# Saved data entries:
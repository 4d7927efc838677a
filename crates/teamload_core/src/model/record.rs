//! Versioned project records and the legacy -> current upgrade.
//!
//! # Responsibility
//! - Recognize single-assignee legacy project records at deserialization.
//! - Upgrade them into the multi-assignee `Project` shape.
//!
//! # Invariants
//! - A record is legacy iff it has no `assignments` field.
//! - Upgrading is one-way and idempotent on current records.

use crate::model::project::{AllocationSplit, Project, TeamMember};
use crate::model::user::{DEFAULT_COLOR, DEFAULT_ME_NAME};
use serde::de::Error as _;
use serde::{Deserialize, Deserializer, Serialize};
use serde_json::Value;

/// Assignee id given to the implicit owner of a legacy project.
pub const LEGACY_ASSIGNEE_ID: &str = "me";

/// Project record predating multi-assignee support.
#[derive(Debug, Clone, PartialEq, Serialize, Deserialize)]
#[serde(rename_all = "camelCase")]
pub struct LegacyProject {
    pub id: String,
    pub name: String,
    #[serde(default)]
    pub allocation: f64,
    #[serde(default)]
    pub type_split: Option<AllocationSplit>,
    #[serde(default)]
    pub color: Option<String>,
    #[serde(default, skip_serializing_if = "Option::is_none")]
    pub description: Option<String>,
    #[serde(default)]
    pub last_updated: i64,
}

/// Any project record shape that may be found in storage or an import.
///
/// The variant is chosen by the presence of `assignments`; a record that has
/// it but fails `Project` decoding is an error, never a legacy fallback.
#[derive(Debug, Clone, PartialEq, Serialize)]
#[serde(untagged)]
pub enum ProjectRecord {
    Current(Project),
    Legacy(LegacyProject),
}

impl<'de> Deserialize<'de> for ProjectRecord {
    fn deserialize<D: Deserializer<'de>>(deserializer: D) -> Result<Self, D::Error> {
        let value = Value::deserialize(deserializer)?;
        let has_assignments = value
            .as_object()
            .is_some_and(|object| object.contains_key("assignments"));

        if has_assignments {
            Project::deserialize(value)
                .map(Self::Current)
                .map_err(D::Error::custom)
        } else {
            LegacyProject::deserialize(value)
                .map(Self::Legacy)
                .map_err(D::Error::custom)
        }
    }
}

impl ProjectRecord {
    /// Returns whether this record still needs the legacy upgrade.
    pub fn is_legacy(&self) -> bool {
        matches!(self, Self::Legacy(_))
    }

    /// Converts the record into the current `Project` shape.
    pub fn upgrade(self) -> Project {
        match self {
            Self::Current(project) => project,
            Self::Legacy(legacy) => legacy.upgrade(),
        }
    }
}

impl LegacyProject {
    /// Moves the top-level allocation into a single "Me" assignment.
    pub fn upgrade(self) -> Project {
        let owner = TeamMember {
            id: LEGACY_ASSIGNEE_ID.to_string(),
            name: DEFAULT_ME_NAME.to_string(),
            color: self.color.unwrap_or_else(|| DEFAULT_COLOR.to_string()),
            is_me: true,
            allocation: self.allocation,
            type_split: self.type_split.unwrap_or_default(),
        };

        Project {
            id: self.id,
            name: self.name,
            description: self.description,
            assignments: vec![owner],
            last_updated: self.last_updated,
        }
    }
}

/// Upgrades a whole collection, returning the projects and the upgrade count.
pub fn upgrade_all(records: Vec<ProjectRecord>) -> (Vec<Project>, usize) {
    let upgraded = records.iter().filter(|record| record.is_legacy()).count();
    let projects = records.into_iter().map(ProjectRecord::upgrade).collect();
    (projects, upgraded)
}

# Work instruction:
From the records above, print exactly the lines that run from the line with "records at deserialization." to the line with "on current records.", inclusive.

# Written solution:
//! - Recognize single-assignee legacy project records at deserialization.
//! - Upgrade them into the multi-assignee `Project` shape.
//!
//! # Invariants
//! - A record is legacy iff it has no `assignments` field.
//! - Upgrading is one-way and idempotent on current records.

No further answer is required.